What do we need next?
>> PC> But WordNet still represents a tremendous
and useful effort,
> > and is useful for NL at a shallow semantic level.
>
> [JS] I agree with most of what you said about
WordNet, including this
> sentence. However, the following sentence is asking
for something
> totally different -- not just a revised WordNet.
>
Yes, that is the point - what an ontology with pointers to
words that label
the concept is, is not just another WordNet, though the 'synsets' derivable
from it would *look* like WordNet synsets. It would have support for much
greater levels of semantic detail and semantic precision, and would include
important rules and functional representations that WordNet cannot
represent. The point of referencing WordNet in the ontology is to reassure
NL researchers that the ontology can be used in the same way as WordNet (if
an appropriate tagged corpus becomes available), but that the 'synsets' can
also be used for logical inferencing. This will hopefully encourage NL
researchers to try it out. Eventually users will need to do things that
are
not and cannot be done with WordNet - logical inference on the information
derived from the NL processing.
I am well aware of the problems one encounters in identifying 'word senses'
for dictionary purposes with coherence ontological concepts, having been
concerned about precisely that for the past twenty years. What I am
trying
to do now is to test the use of an ontology, with the ontology elements
serving as 'senses' and specifying which linguistic labels (English words or
phrases) are used to refer to those concepts in ordinary language. But
this
is a large task, and I have to confine my own efforts to the basic
vocabulary of 2000-5000 words.
As for existing mappings:
> RHM> You [Pat C] consistently said mapping from
WordNet to xxx.
> > Do you realize that OpenCyc is mapping from its concepts to
WordNet?
>
> Lots of people have been mapping their ontologies to and from WordNet.
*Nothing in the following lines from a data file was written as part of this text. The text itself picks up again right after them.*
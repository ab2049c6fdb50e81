//! Kusto domain module.
//!
//! Everything needed to talk to the telemetry cluster:
//!
//! - `query` - KQL templates, literal rendering and the free-query policy
//! - `client` - the REST client and the [`QueryExecutor`] seam used by tools
//! - `error` - error type and the `{errorMessage, errorKind}` payload

mod client;
mod error;
pub mod query;

pub use client::{KustoClient, QueryExecutor, QueryResult, QueryRow};
pub use error::{KustoError, RemoteErrorPayload};
pub use query::{QueryPolicy, QueryText, TelemetryQuery};
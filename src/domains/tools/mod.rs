//! Tools domain module.
//!
//! This module handles all tool-related functionality for the MCP server.
//!
//! ## Architecture
//!
//! - `definitions/` - Individual tool implementations (one file per tool)
//! - `router.rs` - ToolRouter builder for STDIO/TCP transport
//! - `registry.rs` - Tool metadata and in-process dispatch
//! - `services.rs` - Shared vocabulary, query executor and query policy
//! - `error.rs` - Tool-specific error types
//!
//! ## Adding a New Tool
//!
//! 1. Create a new file in `definitions/`
//! 2. Define params, `execute()`, `call()`, `to_tool()` and `create_route()`
//! 3. Export in `definitions/mod.rs`
//! 4. Add the route in `router.rs`
//! 5. Add the name and dispatch arm in `registry.rs`

pub mod definitions;
mod error;
mod registry;
pub mod router;
mod services;

#[cfg(test)]
pub(crate) mod testing;

pub use error::ToolError;
pub use registry::ToolRegistry;
pub use router::build_tool_router;
pub use services::ToolServices;
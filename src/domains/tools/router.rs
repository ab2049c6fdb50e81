//! Tool Router - builds the rmcp ToolRouter from the tool definitions.
//!
//! This is the registration table used by the STDIO/TCP transports. Each
//! tool knows how to create its own route.

use rmcp::handler::server::tool::ToolRouter;

use super::ToolServices;
use super::definitions::{
    CommonErrorsTool, EchoLengthTool, EchoTool, QueryKustoTool, RandomWordTool, SubWordsTool,
    TelemetryTool,
};

/// Build the tool router with all registered tools.
pub fn build_tool_router<S>(services: ToolServices) -> ToolRouter<S>
where
    S: Send + Sync + 'static,
{
    ToolRouter::new()
        .with_route(EchoTool::create_route())
        .with_route(EchoLengthTool::create_route())
        .with_route(RandomWordTool::create_route(services.vocabulary.clone()))
        .with_route(SubWordsTool::create_route(services.vocabulary.clone()))
        .with_route(TelemetryTool::create_route(services.clone()))
        .with_route(CommonErrorsTool::create_route(services.clone()))
        .with_route(QueryKustoTool::create_route(services))
}
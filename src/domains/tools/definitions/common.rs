//! Common utilities shared across tool definitions.
//!
//! Argument binding, result helpers, and the read-only annotations every
//! tool in this server carries.

use rmcp::{
    ErrorData as McpError,
    model::{CallToolResult, Content, JsonObject, ToolAnnotations},
};
use serde::de::DeserializeOwned;
use tracing::{info, warn};

use crate::domains::tools::ToolError;

/// Bind raw call arguments to a tool's parameter struct.
pub fn parse_params<T: DeserializeOwned>(arguments: JsonObject) -> Result<T, ToolError> {
    serde_json::from_value(serde_json::Value::Object(arguments))
        .map_err(|e| ToolError::invalid_arguments(e.to_string()))
}

/// Annotations for tools without side effects.
///
/// `open_world` marks tools that reach out to an external system.
pub fn read_only_annotations(open_world: bool) -> ToolAnnotations {
    ToolAnnotations {
        title: None,
        read_only_hint: Some(true),
        destructive_hint: Some(false),
        idempotent_hint: Some(true),
        open_world_hint: Some(open_world),
    }
}

/// Create an error result with a formatted message.
pub fn error_result(message: &str) -> CallToolResult {
    warn!("{}", message);
    CallToolResult::error(vec![Content::text(message.to_string())])
}

/// Create a success result with text content.
pub fn success_result(content: String) -> CallToolResult {
    CallToolResult::success(vec![Content::text(content)])
}

/// Run blocking tool work off the async runtime.
pub async fn run_blocking<F>(work: F) -> Result<CallToolResult, ToolError>
where
    F: FnOnce() -> CallToolResult + Send + 'static,
{
    tokio::task::spawn_blocking(work)
        .await
        .map_err(|e| ToolError::internal(format!("Task execution failed: {}", e)))
}

/// Error returned when the client cancels an in-flight call.
pub fn cancelled_error(tool: &str) -> McpError {
    McpError::internal_error(format!("{} cancelled by client", tool), None)
}

/// Race tool work against client cancellation.
///
/// Routes pass the request token's `cancelled()` future. A blocking worker
/// already running keeps going until its HTTP timeout; only the wait ends.
pub async fn until_cancelled<W, C>(tool: &str, work: W, cancelled: C) -> Result<CallToolResult, McpError>
where
    W: Future<Output = Result<CallToolResult, ToolError>>,
    C: Future<Output = ()>,
{
    tokio::select! {
        result = work => result.map_err(McpError::from),
        _ = cancelled => {
            info!("{} cancelled by client", tool);
            Err(cancelled_error(tool))
        }
    }
}
impl<'a> KustoSession<'a> {
    fn open(config: &'a KustoConfig, credentials: &CredentialsConfig) -> Result<Self, KustoError> {
        let http = Client::builder()
            .timeout(Duration::from_secs(config.timeout_secs))
            .build()
            .map_err(|e| KustoError::transport(format!("Failed to create HTTP client: {e}")))?;

        let token = Self::acquire_token(&http, config, credentials)?;
        debug!("Kusto session opened for {}", config.cluster_url);

        Ok(Self {
            http,
            token,
            config,
        })
    }

    fn acquire_token(
        http: &Client,
        config: &KustoConfig,
        credentials: &CredentialsConfig,
    ) -> Result<Option<String>, KustoError> {
        if let Some(token) = &credentials.kusto_access_token {
            return Ok(Some(token.clone()));
        }

        let (Some(tenant), Some(client_id), Some(secret)) = (
            credentials.kusto_tenant_id.as_deref(),
            credentials.kusto_client_id.as_deref(),
            credentials.kusto_client_secret.as_deref(),
        ) else {
            warn!("No Kusto credentials configured - sending unauthenticated request");
            return Ok(None);
        };

        let url = format!("{AUTHORITY_HOST}/{tenant}/oauth2/v2.0/token");
        let scope = format!("{}/.default", config.cluster_url.trim_end_matches('/'));

        let response = http
            .post(&url)
            .form(&[
                ("grant_type", "client_credentials"),
                ("client_id", client_id),
                ("client_secret", secret),
                ("scope", scope.as_str()),
            ])
            .send()
            .map_err(|e| KustoError::authentication(format!("Token request failed: {e}")))?;

        if !response.status().is_success() {
            let status = response.status();
            let body = response.text().unwrap_or_default();
            return Err(KustoError::authentication(format!(
                "Token endpoint returned {status}: {body}"
            )));
        }

        let token: TokenResponse = response
            .json()
            .map_err(|e| KustoError::authentication(format!("Invalid token response: {e}")))?;

        debug!("Acquired access token for {}", scope);
        Ok(Some(token.access_token))
    }

    fn endpoint(&self, query: &QueryText) -> String {
        let kind = if query.is_control_command() {
            "mgmt"
        } else {
            "query"
        };
        format!(
            "{}/v1/rest/{}",
            self.config.cluster_url.trim_end_matches('/'),
            kind
        )
    }

    fn run(&self, query: &QueryText) -> Result<QueryResult, KustoError> {
        let url = self.endpoint(query);
        debug!("POST {}", url);

        let mut request = self
            .http
            .post(&url)
            .header("Accept", "application/json")
            .header("x-ms-app", CLIENT_APP_NAME)
            .json(&QueryRequest {
                db: &self.config.database,
                csl: query.as_str(),
            });

        if let Some(token) = &self.token {
            request = request.bearer_auth(token);
        }

        let response = request.send().map_err(|e| self.map_send_error(e))?;
        let status = response.status();

        if !status.is_success() {
            return Err(Self::status_error(status, response));
        }

        let body = response.bytes().map_err(|e| self.map_send_error(e))?;
        debug!("Response received: {} bytes", body.len());
        QueryResult::from_v1_body(&body)
    }

    fn map_send_error(&self, e: reqwest::Error) -> KustoError {
        if e.is_timeout() {
            KustoError::Timeout(self.config.timeout_secs)
        } else if e.is_connect() {
            KustoError::transport(format!("Connection failed: {e}"))
        } else {
            KustoError::transport(e.to_string())
        }
    }

    fn status_error(status: StatusCode, response: Response) -> KustoError {
        let body = response.text().unwrap_or_default();
        let api_error = serde_json::from_str::<ApiErrorBody>(&body).ok().map(|b| b.error);
        let message = api_error
            .as_ref()
            .map(|e| e.detail.clone().unwrap_or_else(|| e.message.clone()))
            .unwrap_or_else(|| body.trim().to_string());

        match status {
            StatusCode::UNAUTHORIZED | StatusCode::FORBIDDEN => {
                KustoError::authentication(format!("{status}: {message}"))
            }
            StatusCode::TOO_MANY_REQUESTS => KustoError::transport(format!("Throttled: {message}")),
            s if s.is_server_error() => {
                KustoError::transport(format!("Server error ({status}): {message}"))
            }
            _ => KustoError::Query {
                code: api_error
                    .map(|e| e.code)
                    .filter(|c| !c.is_empty())
                    .unwrap_or_else(|| status.as_u16().to_string()),
                message,
            },
        }
    }
}

impl Drop for KustoSession<'_> {
    fn drop(&mut self) {
        debug!("Kusto session released");
    }
}
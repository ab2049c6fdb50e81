//! Tool-specific error types.

use rmcp::ErrorData as McpError;
use thiserror::Error;

/// Errors raised while dispatching a tool call.
///
/// Failures *inside* a tool (empty vocabulary, bad timestamps, remote query
/// errors) are reported in the tool result instead; these variants cover
/// calls that never reach a tool body.
#[derive(Debug, Error)]
pub enum ToolError {
    /// The requested tool was not found.
    #[error("Unknown tool: {0}")]
    NotFound(String),

    /// Invalid arguments were provided to the tool.
    #[error("Invalid arguments: {0}")]
    InvalidArguments(String),

    /// An internal error occurred.
    #[error("Internal error: {0}")]
    Internal(String),
}

impl ToolError {
    /// Create a new "not found" error.
    pub fn not_found(name: impl Into<String>) -> Self {
        Self::NotFound(name.into())
    }

    /// Create a new "invalid arguments" error.
    pub fn invalid_arguments(msg: impl Into<String>) -> Self {
        Self::InvalidArguments(msg.into())
    }

    /// Create a new "internal" error.
    pub fn internal(msg: impl Into<String>) -> Self {
        Self::Internal(msg.into())
    }
}

impl From<ToolError> for McpError {
    fn from(err: ToolError) -> Self {
        match err {
            ToolError::NotFound(_) | ToolError::InvalidArguments(_) => {
                McpError::invalid_params(err.to_string(), None)
            }
            ToolError::Internal(_) => McpError::internal_error(err.to_string(), None),
        }
    }
}
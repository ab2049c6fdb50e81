//! Shared dependencies handed to every tool route.

use std::sync::Arc;

use crate::core::config::Config;
use crate::domains::kusto::{KustoClient, QueryExecutor, QueryPolicy};
use crate::domains::words::{Vocabulary, load_vocabulary};

/// Read-only state the tools operate on.
///
/// Built once at startup. Cloning only bumps reference counts.
#[derive(Clone)]
pub struct ToolServices {
    pub vocabulary: Arc<Vocabulary>,
    pub executor: Arc<dyn QueryExecutor>,
    pub policy: Arc<QueryPolicy>,
}

impl ToolServices {
    pub fn new(
        vocabulary: Vocabulary,
        executor: Arc<dyn QueryExecutor>,
        policy: QueryPolicy,
    ) -> Self {
        Self {
            vocabulary: Arc::new(vocabulary),
            executor,
            policy: Arc::new(policy),
        }
    }

    /// Load the vocabulary and set up the Kusto client from configuration.
    pub fn from_config(config: &Config) -> Self {
        let vocabulary = load_vocabulary(&config.words);
        let client = KustoClient::new(config.kusto.clone(), config.credentials.clone());
        Self::new(
            vocabulary,
            Arc::new(client),
            QueryPolicy::from_config(&config.kusto),
        )
    }
}
//! Core module containing shared infrastructure components.
//!
//! This module provides the foundational building blocks for the MCP server,
//! including error handling, configuration, server lifecycle management,
//! and transport layer abstractions.

pub mod config;
pub mod error;
pub mod server;
pub mod transport;

pub use config::Config;
pub use error::{Error, Result};
pub use server::McpServer;
pub use transport::{TransportConfig, TransportService};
> But no computer can understand language as well as a 3-year-old child.
>
As I said in my post:
[PC] >> the WordNet structure is not based on principles of inheritance;
so
a simple 'mapping' of WordNet
to an ontology like Cyc or SUMO is of limited
usefulness, and does not correct the problems.
The existing 'mappings' do not serve the same function as
the kind of
'mappings' I am doing in COSMO, because the synsets are not atomic concepts,
and not all words in a synset are in fact conventional labels for the
ontology concepts. The Cyc 'mappings' don't serve the purpose that a
complete rethinking of the synsets themselves will serve - and a rethinking
of the synsets is what is necessary, and what is part of my efforts with the
COSMO. The existing WordNet synsets are excellent references and
resources,
but one cannot take them as coherent ontological concepts, though that is
the way that some people attempt to use them.